╭─ DATA TO EXAMINE

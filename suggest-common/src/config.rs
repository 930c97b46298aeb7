//! Configuration loading and path resolution
//!
//! Bootstrap settings come from a TOML file. Paths resolve in priority order:
//! 1. Command-line argument (highest priority)
//! 2. Environment variable
//! 3. TOML config file
//! 4. OS-dependent compiled default (fallback)
//!
//! A missing config file is not fatal: a warning is logged and compiled
//! defaults are used. A config file that exists but does not parse is an error.

use crate::{Error, Result};
use serde::de::DeserializeOwned;
use serde::{Deserialize, Serialize};
use std::path::{Path, PathBuf};
use tracing::warn;

/// Environment variable naming the TOML config file
pub const CONFIG_ENV_VAR: &str = "SUGGEST_CONFIG";

/// Environment variable naming the SQLite database file
pub const DATABASE_ENV_VAR: &str = "SUGGEST_DATABASE";

/// Environment variable naming the ontology JSON file
pub const ONTOLOGY_ENV_VAR: &str = "SUGGEST_ONTOLOGY";

const APP_DIR: &str = "suggest";

/// Bootstrap settings shared by every process that opens the corpus
#[derive(Debug, Clone, Default, Deserialize, Serialize)]
pub struct BootstrapConfig {
    /// Path to SQLite database file
    #[serde(default)]
    pub database_path: Option<PathBuf>,

    /// Path to the ontology JSON file
    #[serde(default)]
    pub ontology_path: Option<PathBuf>,

    #[serde(default)]
    pub logging: LoggingConfig,
}

/// Logging configuration
#[derive(Debug, Clone, Deserialize, Serialize)]
pub struct LoggingConfig {
    /// Log level (trace, debug, info, warn, error)
    #[serde(default = "default_log_level")]
    pub level: String,
}

impl Default for LoggingConfig {
    fn default() -> Self {
        Self {
            level: default_log_level(),
        }
    }
}

fn default_log_level() -> String {
    "info".to_string()
}

/// Default config file location: `<config dir>/suggest/<module>.toml`
pub fn default_config_path(module_name: &str) -> Option<PathBuf> {
    dirs::config_dir().map(|d| d.join(APP_DIR).join(format!("{}.toml", module_name)))
}

/// Resolve which config file to read, if any
///
/// CLI and environment paths are returned even if they do not exist, so the
/// caller can warn about them; the compiled default is only returned when it
/// exists.
pub fn resolve_config_path(cli_arg: Option<&Path>, module_name: &str) -> Option<PathBuf> {
    if let Some(path) = cli_arg {
        return Some(path.to_path_buf());
    }

    if let Ok(path) = std::env::var(CONFIG_ENV_VAR) {
        if !path.trim().is_empty() {
            return Some(PathBuf::from(path));
        }
    }

    default_config_path(module_name).filter(|p| p.exists())
}

/// Load a TOML config file, falling back to defaults when it is absent
pub fn load_toml_config<T: DeserializeOwned + Default>(path: Option<&Path>) -> Result<T> {
    let Some(path) = path else {
        return Ok(T::default());
    };

    if !path.exists() {
        warn!(
            "Config file {} not found, using compiled defaults",
            path.display()
        );
        return Ok(T::default());
    }

    let content = std::fs::read_to_string(path)
        .map_err(|e| Error::Config(format!("Read {} failed: {}", path.display(), e)))?;
    toml::from_str(&content)
        .map_err(|e| Error::Config(format!("Parse {} failed: {}", path.display(), e)))
}

/// Resolve the SQLite database path
pub fn resolve_database_path(cli_arg: Option<&Path>, config: &BootstrapConfig) -> PathBuf {
    resolve_path(cli_arg, DATABASE_ENV_VAR, config.database_path.as_deref())
        .unwrap_or_else(default_database_path)
}

/// Resolve the ontology file path; there is no compiled default
pub fn resolve_ontology_path(cli_arg: Option<&Path>, config: &BootstrapConfig) -> Option<PathBuf> {
    resolve_path(cli_arg, ONTOLOGY_ENV_VAR, config.ontology_path.as_deref())
}

fn resolve_path(
    cli_arg: Option<&Path>,
    env_var_name: &str,
    toml_value: Option<&Path>,
) -> Option<PathBuf> {
    // Priority 1: Command-line argument
    if let Some(path) = cli_arg {
        return Some(path.to_path_buf());
    }

    // Priority 2: Environment variable
    if let Ok(path) = std::env::var(env_var_name) {
        if !path.trim().is_empty() {
            return Some(PathBuf::from(path));
        }
    }

    // Priority 3: TOML config file
    toml_value.map(Path::to_path_buf)
}

/// OS-dependent default database location
pub fn default_database_path() -> PathBuf {
    dirs::data_local_dir()
        .map(|d| d.join(APP_DIR))
        .unwrap_or_else(|| PathBuf::from("./suggest_data"))
        .join("suggest.db")
}
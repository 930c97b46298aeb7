//! suggest-trainer - Suggestion model training service
//!
//! Keeps text fingerprints and per-target suggestion models up to date in the
//! background until interrupted.
//!
//! **Startup:**
//! 1. Resolve and load the TOML config (CLI > ENV > default location)
//! 2. Initialize tracing
//! 3. Open or create the corpus database
//! 4. Load the ontology tree
//! 5. Start the workers; stop them gracefully on Ctrl+C / SIGTERM

use std::path::PathBuf;
use std::sync::Arc;

use anyhow::{Context, Result};
use clap::Parser;
use suggest_common::config::{
    load_toml_config, resolve_config_path, resolve_database_path, resolve_ontology_path,
};
use suggest_common::db::SqliteStore;
use suggest_common::ontology::OntologyTree;
use suggest_trainer::config::MODULE_NAME;
use suggest_trainer::{LexicalTokenizer, TrainerConfig, TrainingService};
use tokio::signal;
use tracing::{info, warn};
use tracing_subscriber::{layer::SubscriberExt, util::SubscriberInitExt, EnvFilter};

/// Command-line arguments for suggest-trainer
#[derive(Parser, Debug)]
#[command(name = "suggest-trainer")]
#[command(about = "Background training service for annotation suggestion models")]
#[command(version)]
struct Args {
    /// TOML config file
    #[arg(short, long)]
    config: Option<PathBuf>,

    /// SQLite corpus database
    #[arg(short, long)]
    database: Option<PathBuf>,

    /// Ontology JSON file
    #[arg(short, long)]
    ontology: Option<PathBuf>,

    /// Log level or filter directive (overrides RUST_LOG and the config file)
    #[arg(short, long)]
    log_level: Option<String>,
}

#[tokio::main]
async fn main() -> Result<()> {
    let args = Args::parse();

    let config_path = resolve_config_path(args.config.as_deref(), MODULE_NAME);
    let config: TrainerConfig =
        load_toml_config(config_path.as_deref()).context("Failed to load configuration")?;

    // Initialize tracing
    let filter = match &args.log_level {
        Some(level) => EnvFilter::try_new(level).context("Invalid --log-level")?,
        None => EnvFilter::try_from_default_env()
            .unwrap_or_else(|_| EnvFilter::new(&config.bootstrap.logging.level)),
    };
    tracing_subscriber::registry()
        .with(filter)
        .with(tracing_subscriber::fmt::layer())
        .init();

    info!("Starting suggest-trainer");
    info!("Version: {}", env!("CARGO_PKG_VERSION"));
    match &config_path {
        Some(path) => info!("Config: {}", path.display()),
        None => info!("Config: compiled defaults"),
    }

    let db_path = resolve_database_path(args.database.as_deref(), &config.bootstrap);
    info!("Database: {}", db_path.display());
    let store = SqliteStore::open(&db_path)
        .await
        .context("Failed to open corpus database")?;

    let ontology = match resolve_ontology_path(args.ontology.as_deref(), &config.bootstrap) {
        Some(path) => {
            info!("Ontology: {}", path.display());
            OntologyTree::load(&path)
                .with_context(|| format!("Failed to load ontology {}", path.display()))?
        }
        None => {
            warn!("No ontology configured; only fingerprints will be computed");
            OntologyTree::new()
        }
    };

    let tokenizer = LexicalTokenizer::new().context("Failed to initialize tokenizer")?;

    let service = TrainingService::new(
        Arc::new(store),
        Arc::new(ontology),
        Arc::new(tokenizer),
        &config,
    );
    service.start().await;

    shutdown_signal().await;
    service.shutdown().await;

    info!("Shutdown complete");
    Ok(())
}

/// Wait for Ctrl+C or SIGTERM
async fn shutdown_signal() {
    let ctrl_c = async {
        if let Err(e) = signal::ctrl_c().await {
            warn!("Failed to listen for Ctrl+C: {}", e);
            std::future::pending::<()>().await;
        }
    };

    #[cfg(unix)]
    let terminate = async {
        match signal::unix::signal(signal::unix::SignalKind::terminate()) {
            Ok(mut sigterm) => {
                sigterm.recv().await;
            }
            Err(e) => {
                warn!("Failed to install SIGTERM handler: {}", e);
                std::future::pending::<()>().await;
            }
        }
    };

    #[cfg(not(unix))]
    let terminate = std::future::pending::<()>();

    tokio::select! {
        _ = ctrl_c => {
            info!("Received Ctrl+C, shutting down");
        },
        _ = terminate => {
            info!("Received terminate signal, shutting down");
        },
    }
}
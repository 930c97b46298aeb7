//! Common error types for the suggestion model pipeline

use thiserror::Error;

/// Common result type for suggestion pipeline operations
pub type Result<T> = std::result::Result<T, Error>;

/// Common error types across the common library and the trainer service
#[derive(Error, Debug)]
pub enum Error {
    /// Database operation error (wraps sqlx::Error)
    #[error("Database error: {0}")]
    Database(#[from] sqlx::Error),

    /// I/O operation error (wraps std::io::Error)
    #[error("IO error: {0}")]
    Io(#[from] std::io::Error),

    /// JSON encoding or decoding of a stored column or ontology file
    #[error("Serialization error: {0}")]
    Serialization(#[from] serde_json::Error),

    /// Configuration loading or validation error
    #[error("Configuration error: {0}")]
    Config(String),

    /// Requested resource not found
    #[error("Not found: {0}")]
    NotFound(String),

    /// Invalid input passed to a store or ontology operation
    #[error("Invalid input: {0}")]
    InvalidInput(String),

    /// Text tokenizer failed on a record
    #[error("Tokenizer error: {0}")]
    Tokenizer(String),

    /// Internal error
    #[error("Internal error: {0}")]
    Internal(String),
}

╰─

* INSTRUCTIONS FOR THE TASK *
I'd like an exact copy of the lines above, from the very first one through the line that contains "is an error.", with nothing else added.

* RESULT OF THIS EXERCISE *
filename suggest-common/src/config.rs
repository 930c97b46298aeb7
//! Configuration loading and path resolution
//!
//! Bootstrap settings come from a TOML file. Paths resolve in priority order:
//! 1. Command-line argument (highest priority)
//! 2. Environment variable
//! 3. TOML config file
//! 4. OS-dependent compiled default (fallback)
//!
//! A missing config file is not fatal: a warning is logged and compiled
//! defaults are used. A config file that exists but does not parse is an error.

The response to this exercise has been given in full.